The major complication associated with coumarin use is hemorrhage. Incidence of bleeding is crudely related to prolongation of the prothrombin time, but bleeding also occurs in patients with prothrombin times prolonged 1.5-2 times the baseline value with rabbit brain thromboplastin. In an effort to minimize bleeding, individuals have sought to find the lowest effective level of anticoagulation, and current evidence strongly suggests that many patients are being slightly overtreated. Any vascular site in the body can bleed with coumarin therapy, but many observers have been impressed with the frequency with which localized organic lesions (tumors, ulcers, cerebral aneurysms) bleed following induction of anticoagulant therapy suggested by My Canadian Pharmacy www.mycanadian-pharmacy.net. If bleeding is serious, warfarins effects can be reversed within 24 hours by large doses of parenteral vitamin K. More severe bleeding can be treated with fresh frozen plasma.

Antithrombotic Therapy for Venous Thromboembolic Disease

20/2/2016

thrombosisIt has been recognized for over a century that stasis of blood, abnormalities of the vessel wall, and changes in the soluble and formed elements of the blood are the major contributors to thrombosis. For venous thrombosis, stasis and local alterations in blood elements are most important, since major pathologic changes are not routinely seen in the vessel wall at the nidus of a venous thrombus.

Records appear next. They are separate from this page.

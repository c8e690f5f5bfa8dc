//! Broadcasters that need no remote service.

use std::sync::Arc;

use {
    async_trait::async_trait,
    broadcaster_common::{DeliveryId, IdGenerator, Message, RandomIdGenerator},
    tracing::{Dispatch, info},
    url::Url,
};

use crate::{
    Result,
    broadcaster::{Broadcaster, BroadcasterFactory, with_logger},
};

/// Accepts every message and delivers it nowhere.
pub struct NullBroadcaster {
    ids: Arc<dyn IdGenerator>,
}

impl Default for NullBroadcaster {
    fn default() -> Self {
        Self {
            ids: Arc::new(RandomIdGenerator),
        }
    }
}

#[async_trait]
impl Broadcaster for NullBroadcaster {
    async fn broadcast_message(&self, _message: &Message) -> Result<DeliveryId> {
        Ok(self.ids.generate("null"))
    }

    fn set_logger(&mut self, _logger: Dispatch) {}
}

/// Writes each message to the tracing output at `info`.
pub struct LogBroadcaster {
    ids: Arc<dyn IdGenerator>,
    logger: Option<Dispatch>,
}

impl Default for LogBroadcaster {
    fn default() -> Self {
        Self {
            ids: Arc::new(RandomIdGenerator),
            logger: None,
        }
    }
}

#[async_trait]
impl Broadcaster for LogBroadcaster {
    async fn broadcast_message(&self, message: &Message) -> Result<DeliveryId> {
        with_logger(self.logger.as_ref(), async {
            info!(
                title = %message.title,
                body = %message.body,
                images = message.images.len(),
                "broadcast message"
            );
        })
        .await;
        Ok(self.ids.generate("log"))
    }

    fn set_logger(&mut self, logger: Dispatch) {
        self.logger = Some(logger);
    }
}

#[derive(Default)]
pub struct NullBroadcasterFactory;

#[async_trait]
impl BroadcasterFactory for NullBroadcasterFactory {
    fn scheme(&self) -> &str {
        "null"
    }

    async fn create(&self, _uri: &Url) -> Result<Box<dyn Broadcaster>> {
        Ok(Box::new(NullBroadcaster::default()))
    }
}

#[derive(Default)]
pub struct LogBroadcasterFactory;

#[async_trait]
impl BroadcasterFactory for LogBroadcasterFactory {
    fn scheme(&self) -> &str {
        "log"
    }

    async fn create(&self, _uri: &Url) -> Result<Box<dyn Broadcaster>> {
        Ok(Box::new(LogBroadcaster::default()))
    }
}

Several treatment regimens that modify one or more of these abnormalities may be antithrombotic. These modalities include drugs that inhibit blood coagulation, such as heparin and the coumarins, drugs that inhibit platelet function such as aspirin and dextran, and techniques that counteract venous stasis, such as pneumatic compression and electrical stimulation of lower extremity muscles (Table 1).